**Records to use:**
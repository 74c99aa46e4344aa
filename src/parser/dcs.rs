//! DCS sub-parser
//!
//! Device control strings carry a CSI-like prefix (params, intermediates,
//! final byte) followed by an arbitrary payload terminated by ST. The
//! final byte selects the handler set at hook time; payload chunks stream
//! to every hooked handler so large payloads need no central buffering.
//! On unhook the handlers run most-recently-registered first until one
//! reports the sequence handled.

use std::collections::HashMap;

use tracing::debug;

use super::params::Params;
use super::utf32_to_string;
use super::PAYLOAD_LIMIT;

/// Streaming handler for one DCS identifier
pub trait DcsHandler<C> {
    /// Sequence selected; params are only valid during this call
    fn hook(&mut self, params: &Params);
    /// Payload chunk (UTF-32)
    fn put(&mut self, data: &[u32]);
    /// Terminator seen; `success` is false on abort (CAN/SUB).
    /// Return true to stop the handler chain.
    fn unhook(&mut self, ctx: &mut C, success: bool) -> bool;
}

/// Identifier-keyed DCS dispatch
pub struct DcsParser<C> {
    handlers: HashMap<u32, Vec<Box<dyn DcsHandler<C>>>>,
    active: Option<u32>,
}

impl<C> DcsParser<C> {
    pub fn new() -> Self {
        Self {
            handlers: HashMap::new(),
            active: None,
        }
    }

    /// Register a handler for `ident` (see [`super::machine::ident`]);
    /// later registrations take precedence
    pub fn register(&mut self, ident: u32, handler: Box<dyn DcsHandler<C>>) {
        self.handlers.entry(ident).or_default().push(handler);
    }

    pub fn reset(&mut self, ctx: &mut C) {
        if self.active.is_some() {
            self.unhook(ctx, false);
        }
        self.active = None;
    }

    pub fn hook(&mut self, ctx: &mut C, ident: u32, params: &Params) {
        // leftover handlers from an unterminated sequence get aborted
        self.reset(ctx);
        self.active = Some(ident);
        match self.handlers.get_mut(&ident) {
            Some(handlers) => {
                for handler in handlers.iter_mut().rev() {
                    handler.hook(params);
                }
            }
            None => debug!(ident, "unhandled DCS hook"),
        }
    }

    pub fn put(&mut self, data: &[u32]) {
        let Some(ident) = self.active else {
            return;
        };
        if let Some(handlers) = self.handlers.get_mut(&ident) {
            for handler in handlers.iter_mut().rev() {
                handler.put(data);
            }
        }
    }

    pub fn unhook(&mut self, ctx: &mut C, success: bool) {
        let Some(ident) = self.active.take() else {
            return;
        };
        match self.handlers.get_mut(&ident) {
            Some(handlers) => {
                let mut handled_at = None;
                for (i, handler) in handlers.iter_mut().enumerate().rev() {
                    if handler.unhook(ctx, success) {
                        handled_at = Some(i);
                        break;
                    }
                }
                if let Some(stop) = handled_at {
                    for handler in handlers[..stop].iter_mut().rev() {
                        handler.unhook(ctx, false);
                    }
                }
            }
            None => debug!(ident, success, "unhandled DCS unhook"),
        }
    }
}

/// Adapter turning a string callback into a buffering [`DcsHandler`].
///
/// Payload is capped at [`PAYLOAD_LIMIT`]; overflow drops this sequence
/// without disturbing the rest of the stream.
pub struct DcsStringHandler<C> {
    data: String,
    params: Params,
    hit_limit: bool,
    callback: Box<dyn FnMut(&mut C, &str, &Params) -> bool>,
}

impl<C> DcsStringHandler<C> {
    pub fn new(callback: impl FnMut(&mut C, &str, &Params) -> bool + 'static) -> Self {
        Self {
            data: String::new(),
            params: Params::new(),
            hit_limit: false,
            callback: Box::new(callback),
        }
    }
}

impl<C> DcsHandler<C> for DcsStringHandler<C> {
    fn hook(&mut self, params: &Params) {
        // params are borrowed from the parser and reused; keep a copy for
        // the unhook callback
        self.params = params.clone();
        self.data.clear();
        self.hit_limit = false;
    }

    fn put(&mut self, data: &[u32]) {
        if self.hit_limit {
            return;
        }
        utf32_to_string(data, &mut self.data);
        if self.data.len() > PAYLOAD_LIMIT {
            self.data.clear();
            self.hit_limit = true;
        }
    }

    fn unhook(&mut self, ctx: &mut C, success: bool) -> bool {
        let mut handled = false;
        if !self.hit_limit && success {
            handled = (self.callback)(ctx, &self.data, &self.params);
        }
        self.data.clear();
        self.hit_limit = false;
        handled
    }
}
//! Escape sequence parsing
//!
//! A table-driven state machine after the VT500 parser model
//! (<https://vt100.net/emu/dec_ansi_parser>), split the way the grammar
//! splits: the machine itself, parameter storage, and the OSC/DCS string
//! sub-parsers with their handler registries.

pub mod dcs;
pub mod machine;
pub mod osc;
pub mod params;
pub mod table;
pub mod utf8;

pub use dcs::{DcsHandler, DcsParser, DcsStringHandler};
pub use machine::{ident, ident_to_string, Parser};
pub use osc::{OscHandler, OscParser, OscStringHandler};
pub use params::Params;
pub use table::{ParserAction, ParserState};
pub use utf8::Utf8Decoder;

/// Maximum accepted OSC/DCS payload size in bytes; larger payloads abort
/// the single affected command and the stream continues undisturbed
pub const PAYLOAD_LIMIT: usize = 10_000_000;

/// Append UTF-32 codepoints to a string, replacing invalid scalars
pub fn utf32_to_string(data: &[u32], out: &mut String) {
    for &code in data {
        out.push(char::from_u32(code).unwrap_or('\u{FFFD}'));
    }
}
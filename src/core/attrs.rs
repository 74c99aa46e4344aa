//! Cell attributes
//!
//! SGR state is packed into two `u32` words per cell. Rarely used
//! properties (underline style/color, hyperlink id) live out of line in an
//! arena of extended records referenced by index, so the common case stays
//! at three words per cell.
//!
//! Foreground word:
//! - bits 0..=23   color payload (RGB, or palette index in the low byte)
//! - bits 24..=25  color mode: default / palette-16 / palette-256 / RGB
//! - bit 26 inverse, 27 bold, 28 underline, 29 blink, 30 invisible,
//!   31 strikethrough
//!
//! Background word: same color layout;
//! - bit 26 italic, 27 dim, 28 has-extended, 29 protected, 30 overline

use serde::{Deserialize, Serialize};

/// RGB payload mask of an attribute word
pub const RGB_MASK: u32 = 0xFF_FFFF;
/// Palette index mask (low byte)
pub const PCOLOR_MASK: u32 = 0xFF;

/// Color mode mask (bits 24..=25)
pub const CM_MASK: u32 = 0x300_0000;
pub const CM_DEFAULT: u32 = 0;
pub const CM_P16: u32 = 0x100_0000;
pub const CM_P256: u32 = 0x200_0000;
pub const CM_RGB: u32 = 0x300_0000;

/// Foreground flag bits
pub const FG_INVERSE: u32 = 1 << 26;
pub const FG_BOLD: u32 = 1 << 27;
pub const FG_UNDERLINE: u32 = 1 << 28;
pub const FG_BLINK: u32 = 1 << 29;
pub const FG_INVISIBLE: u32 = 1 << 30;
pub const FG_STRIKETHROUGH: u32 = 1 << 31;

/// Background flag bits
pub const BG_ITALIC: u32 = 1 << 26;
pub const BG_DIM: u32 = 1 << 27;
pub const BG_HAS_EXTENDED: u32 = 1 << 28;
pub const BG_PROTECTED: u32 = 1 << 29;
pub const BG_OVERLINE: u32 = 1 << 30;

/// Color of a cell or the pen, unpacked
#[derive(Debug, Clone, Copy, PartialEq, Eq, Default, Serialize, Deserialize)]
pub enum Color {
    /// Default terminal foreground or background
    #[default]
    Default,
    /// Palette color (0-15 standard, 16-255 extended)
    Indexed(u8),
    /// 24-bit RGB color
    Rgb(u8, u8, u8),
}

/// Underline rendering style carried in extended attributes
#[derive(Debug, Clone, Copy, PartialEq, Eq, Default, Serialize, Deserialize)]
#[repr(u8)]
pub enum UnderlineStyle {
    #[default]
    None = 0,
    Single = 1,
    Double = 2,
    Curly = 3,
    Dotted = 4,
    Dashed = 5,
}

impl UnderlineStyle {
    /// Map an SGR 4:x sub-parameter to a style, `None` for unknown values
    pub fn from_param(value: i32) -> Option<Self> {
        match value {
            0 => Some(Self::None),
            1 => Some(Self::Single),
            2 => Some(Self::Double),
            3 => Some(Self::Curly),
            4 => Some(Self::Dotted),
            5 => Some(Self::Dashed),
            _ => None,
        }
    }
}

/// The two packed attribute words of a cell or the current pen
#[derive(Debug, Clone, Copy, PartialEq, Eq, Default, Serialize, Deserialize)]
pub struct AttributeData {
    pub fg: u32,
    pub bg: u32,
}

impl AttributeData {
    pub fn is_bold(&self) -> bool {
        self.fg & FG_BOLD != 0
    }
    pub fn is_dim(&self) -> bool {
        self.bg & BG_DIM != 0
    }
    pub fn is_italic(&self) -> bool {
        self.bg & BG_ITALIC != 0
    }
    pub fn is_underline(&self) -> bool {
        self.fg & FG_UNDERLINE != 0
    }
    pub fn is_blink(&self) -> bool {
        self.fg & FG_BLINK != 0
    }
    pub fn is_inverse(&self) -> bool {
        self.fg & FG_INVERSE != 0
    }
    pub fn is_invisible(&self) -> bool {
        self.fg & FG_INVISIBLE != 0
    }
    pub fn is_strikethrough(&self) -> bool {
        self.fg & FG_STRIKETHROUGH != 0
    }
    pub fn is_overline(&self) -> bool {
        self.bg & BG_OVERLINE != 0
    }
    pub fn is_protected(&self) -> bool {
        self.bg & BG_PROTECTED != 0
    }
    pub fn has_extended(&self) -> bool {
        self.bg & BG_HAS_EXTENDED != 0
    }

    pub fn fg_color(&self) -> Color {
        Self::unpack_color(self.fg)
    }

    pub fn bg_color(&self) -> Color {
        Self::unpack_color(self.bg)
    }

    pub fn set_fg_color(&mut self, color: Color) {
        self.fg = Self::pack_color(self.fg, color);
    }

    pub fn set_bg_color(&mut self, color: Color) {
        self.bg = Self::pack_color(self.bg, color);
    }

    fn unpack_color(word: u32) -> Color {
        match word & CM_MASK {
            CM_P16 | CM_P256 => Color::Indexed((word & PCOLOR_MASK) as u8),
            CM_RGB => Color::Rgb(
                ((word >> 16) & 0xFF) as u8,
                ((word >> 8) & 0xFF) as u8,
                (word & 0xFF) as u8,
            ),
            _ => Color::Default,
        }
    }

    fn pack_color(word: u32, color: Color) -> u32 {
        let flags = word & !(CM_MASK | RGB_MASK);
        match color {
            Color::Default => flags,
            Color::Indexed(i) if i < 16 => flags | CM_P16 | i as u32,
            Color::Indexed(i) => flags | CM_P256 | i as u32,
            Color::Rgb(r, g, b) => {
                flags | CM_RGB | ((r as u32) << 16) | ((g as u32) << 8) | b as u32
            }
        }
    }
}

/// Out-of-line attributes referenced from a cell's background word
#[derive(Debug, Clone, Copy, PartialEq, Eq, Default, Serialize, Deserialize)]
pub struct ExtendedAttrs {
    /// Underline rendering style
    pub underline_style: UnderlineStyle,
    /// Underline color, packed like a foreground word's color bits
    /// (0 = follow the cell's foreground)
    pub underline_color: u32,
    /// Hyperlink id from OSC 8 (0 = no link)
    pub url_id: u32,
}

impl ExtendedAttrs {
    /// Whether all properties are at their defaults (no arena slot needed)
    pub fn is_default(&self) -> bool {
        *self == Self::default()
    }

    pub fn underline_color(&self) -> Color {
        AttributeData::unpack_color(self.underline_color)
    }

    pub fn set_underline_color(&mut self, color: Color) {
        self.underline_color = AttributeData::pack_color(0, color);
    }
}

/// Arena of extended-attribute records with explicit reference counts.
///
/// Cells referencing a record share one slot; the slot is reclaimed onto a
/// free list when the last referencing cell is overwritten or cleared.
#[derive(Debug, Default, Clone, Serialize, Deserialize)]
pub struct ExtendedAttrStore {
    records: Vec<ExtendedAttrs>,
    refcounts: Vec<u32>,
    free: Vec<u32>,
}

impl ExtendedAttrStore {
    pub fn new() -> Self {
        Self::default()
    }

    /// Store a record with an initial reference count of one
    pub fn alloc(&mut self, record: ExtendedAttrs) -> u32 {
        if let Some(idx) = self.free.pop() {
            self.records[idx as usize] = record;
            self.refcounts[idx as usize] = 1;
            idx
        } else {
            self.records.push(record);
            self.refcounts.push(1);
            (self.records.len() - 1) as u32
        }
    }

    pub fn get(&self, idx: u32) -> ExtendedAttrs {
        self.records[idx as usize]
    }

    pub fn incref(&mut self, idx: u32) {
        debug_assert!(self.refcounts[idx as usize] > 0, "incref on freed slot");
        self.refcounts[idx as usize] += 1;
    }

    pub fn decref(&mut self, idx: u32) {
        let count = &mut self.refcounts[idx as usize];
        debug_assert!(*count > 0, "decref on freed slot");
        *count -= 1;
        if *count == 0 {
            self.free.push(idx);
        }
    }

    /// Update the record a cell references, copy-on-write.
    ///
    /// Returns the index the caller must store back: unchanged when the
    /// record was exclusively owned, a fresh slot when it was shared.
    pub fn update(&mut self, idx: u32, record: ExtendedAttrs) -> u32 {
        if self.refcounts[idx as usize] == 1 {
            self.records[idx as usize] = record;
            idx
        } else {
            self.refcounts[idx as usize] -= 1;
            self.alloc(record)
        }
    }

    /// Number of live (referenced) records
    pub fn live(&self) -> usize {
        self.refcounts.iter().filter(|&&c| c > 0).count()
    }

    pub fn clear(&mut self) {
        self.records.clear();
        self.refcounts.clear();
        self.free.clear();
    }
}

**Problem description:** Go through the material and report each line that holds the string "decref".

**Exercise result:**
    pub fn decref(&mut self, idx: u32) {
        debug_assert!(*count > 0, "decref on freed slot");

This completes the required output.